═══ EXERCISE MATERIALS

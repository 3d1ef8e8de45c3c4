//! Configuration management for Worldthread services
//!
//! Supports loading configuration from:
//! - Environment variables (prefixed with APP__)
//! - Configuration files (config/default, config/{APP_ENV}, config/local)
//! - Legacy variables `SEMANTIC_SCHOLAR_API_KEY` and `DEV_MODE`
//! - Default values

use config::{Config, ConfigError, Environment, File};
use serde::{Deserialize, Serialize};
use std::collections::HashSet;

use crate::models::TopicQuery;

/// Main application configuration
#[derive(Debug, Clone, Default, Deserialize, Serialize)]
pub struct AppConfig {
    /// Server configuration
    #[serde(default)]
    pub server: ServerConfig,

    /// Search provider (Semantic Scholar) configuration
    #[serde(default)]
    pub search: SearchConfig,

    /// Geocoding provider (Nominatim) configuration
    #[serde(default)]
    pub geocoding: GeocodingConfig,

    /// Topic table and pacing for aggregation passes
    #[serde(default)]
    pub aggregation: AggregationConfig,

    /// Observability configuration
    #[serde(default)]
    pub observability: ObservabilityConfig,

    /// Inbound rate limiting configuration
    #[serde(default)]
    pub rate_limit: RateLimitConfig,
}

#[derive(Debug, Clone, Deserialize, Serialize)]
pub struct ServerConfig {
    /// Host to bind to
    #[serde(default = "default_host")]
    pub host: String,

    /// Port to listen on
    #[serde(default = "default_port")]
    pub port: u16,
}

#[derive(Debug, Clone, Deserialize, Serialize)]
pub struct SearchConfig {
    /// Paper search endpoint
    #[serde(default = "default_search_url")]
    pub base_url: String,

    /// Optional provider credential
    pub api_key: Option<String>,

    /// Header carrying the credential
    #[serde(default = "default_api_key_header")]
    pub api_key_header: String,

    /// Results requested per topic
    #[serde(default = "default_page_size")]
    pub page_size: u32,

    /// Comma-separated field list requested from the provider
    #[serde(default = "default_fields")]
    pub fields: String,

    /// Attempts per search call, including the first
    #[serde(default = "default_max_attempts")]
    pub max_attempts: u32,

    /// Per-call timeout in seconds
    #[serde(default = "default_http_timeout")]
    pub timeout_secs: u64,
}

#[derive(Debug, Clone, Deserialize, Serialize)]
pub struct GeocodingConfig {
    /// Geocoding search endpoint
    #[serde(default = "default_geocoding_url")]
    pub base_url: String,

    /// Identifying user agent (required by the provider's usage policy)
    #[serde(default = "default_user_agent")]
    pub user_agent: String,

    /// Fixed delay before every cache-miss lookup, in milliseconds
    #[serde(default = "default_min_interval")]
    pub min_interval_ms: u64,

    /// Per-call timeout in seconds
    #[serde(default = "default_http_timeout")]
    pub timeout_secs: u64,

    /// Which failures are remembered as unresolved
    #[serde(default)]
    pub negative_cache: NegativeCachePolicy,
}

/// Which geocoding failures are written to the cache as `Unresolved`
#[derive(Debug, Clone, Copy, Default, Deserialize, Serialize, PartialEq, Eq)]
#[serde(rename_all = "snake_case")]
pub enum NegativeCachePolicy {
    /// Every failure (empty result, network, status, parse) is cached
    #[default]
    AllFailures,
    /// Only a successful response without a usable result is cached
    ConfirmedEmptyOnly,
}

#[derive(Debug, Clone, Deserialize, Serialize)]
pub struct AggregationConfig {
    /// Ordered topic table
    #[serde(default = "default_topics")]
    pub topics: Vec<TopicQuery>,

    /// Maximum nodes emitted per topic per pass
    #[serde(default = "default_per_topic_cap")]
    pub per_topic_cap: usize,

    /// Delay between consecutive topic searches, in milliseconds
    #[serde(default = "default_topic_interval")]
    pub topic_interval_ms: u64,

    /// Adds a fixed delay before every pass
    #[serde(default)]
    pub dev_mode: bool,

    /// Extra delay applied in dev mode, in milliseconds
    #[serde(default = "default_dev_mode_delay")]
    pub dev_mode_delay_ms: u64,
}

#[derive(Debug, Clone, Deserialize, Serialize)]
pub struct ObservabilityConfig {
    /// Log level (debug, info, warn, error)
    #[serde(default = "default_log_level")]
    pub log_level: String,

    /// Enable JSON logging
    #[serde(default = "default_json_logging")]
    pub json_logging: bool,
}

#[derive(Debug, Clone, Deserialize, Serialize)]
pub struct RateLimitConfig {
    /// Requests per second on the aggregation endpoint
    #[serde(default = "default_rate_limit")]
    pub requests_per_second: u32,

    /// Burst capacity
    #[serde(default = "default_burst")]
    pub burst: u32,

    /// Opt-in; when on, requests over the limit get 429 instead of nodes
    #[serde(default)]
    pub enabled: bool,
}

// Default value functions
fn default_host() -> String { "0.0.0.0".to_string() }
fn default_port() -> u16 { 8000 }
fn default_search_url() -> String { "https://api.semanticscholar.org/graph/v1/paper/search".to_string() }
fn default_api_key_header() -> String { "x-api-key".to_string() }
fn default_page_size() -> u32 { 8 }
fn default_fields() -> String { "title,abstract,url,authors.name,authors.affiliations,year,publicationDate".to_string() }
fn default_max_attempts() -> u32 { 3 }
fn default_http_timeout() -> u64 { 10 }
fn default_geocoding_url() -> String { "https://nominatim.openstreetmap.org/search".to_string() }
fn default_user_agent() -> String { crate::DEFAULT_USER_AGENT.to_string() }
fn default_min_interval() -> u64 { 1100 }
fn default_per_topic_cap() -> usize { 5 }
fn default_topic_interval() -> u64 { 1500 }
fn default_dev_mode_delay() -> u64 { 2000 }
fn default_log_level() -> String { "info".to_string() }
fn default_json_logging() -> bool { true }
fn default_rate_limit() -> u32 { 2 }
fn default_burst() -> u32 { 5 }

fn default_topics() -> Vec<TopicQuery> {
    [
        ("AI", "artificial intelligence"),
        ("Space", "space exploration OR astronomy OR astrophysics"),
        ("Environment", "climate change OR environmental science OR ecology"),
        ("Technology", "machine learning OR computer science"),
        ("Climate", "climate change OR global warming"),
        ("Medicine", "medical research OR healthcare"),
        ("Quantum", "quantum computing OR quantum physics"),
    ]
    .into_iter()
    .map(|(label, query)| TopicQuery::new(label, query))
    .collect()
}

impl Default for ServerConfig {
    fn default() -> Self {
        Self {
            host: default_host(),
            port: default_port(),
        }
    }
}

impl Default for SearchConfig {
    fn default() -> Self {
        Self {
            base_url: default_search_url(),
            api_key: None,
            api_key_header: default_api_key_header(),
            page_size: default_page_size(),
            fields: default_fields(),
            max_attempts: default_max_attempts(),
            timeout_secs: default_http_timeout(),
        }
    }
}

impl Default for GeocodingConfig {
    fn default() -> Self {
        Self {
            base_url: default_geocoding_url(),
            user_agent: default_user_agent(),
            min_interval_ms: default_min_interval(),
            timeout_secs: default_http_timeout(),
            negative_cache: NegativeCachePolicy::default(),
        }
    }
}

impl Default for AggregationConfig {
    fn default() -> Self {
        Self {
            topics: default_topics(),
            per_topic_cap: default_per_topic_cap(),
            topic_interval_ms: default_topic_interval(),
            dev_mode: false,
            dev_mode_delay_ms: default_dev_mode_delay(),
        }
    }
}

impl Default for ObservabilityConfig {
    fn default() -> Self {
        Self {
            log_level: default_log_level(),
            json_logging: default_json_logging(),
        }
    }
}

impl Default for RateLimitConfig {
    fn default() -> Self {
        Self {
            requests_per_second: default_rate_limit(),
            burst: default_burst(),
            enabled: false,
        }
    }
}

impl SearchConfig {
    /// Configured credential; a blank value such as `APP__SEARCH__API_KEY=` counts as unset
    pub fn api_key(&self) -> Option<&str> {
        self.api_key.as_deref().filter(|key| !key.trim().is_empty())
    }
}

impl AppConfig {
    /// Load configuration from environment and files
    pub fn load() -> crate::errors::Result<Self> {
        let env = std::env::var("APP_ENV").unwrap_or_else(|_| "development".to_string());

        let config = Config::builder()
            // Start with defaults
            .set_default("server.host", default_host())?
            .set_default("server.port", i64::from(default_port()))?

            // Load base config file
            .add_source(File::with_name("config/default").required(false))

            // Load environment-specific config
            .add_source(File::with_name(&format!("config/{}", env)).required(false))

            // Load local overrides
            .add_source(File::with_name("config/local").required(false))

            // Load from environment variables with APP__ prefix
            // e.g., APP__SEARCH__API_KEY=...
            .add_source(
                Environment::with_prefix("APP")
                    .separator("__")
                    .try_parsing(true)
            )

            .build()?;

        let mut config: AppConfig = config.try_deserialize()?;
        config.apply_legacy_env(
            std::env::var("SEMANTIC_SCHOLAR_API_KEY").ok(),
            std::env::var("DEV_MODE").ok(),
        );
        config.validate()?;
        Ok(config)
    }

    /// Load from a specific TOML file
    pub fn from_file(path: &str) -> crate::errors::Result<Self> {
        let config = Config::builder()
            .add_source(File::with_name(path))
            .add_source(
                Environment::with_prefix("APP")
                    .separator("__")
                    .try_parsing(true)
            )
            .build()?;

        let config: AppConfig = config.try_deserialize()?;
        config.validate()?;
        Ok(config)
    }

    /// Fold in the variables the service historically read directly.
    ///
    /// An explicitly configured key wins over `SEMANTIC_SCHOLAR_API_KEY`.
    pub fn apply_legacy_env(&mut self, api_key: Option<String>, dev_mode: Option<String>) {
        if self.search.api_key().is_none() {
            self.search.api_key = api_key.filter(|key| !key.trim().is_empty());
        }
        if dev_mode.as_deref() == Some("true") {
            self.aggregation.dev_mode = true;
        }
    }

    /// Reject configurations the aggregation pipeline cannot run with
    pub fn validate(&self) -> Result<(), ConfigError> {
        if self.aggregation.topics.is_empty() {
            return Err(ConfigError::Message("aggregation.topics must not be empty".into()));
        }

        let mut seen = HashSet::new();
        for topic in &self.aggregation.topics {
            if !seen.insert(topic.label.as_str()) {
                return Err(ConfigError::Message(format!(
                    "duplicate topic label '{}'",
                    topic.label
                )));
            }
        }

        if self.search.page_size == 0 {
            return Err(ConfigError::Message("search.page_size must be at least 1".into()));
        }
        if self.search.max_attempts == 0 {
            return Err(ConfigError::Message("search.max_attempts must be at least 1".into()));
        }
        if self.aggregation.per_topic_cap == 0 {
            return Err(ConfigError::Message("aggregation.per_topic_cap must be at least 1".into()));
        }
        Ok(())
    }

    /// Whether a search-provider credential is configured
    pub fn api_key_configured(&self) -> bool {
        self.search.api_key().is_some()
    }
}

══════

- [ASSIGNMENT]
What lines in the records contain the word "ServerConfig"? Return each one.

- [ANSWER TO THIS PROBLEM]
    pub server: ServerConfig,
pub struct ServerConfig {
impl Default for ServerConfig {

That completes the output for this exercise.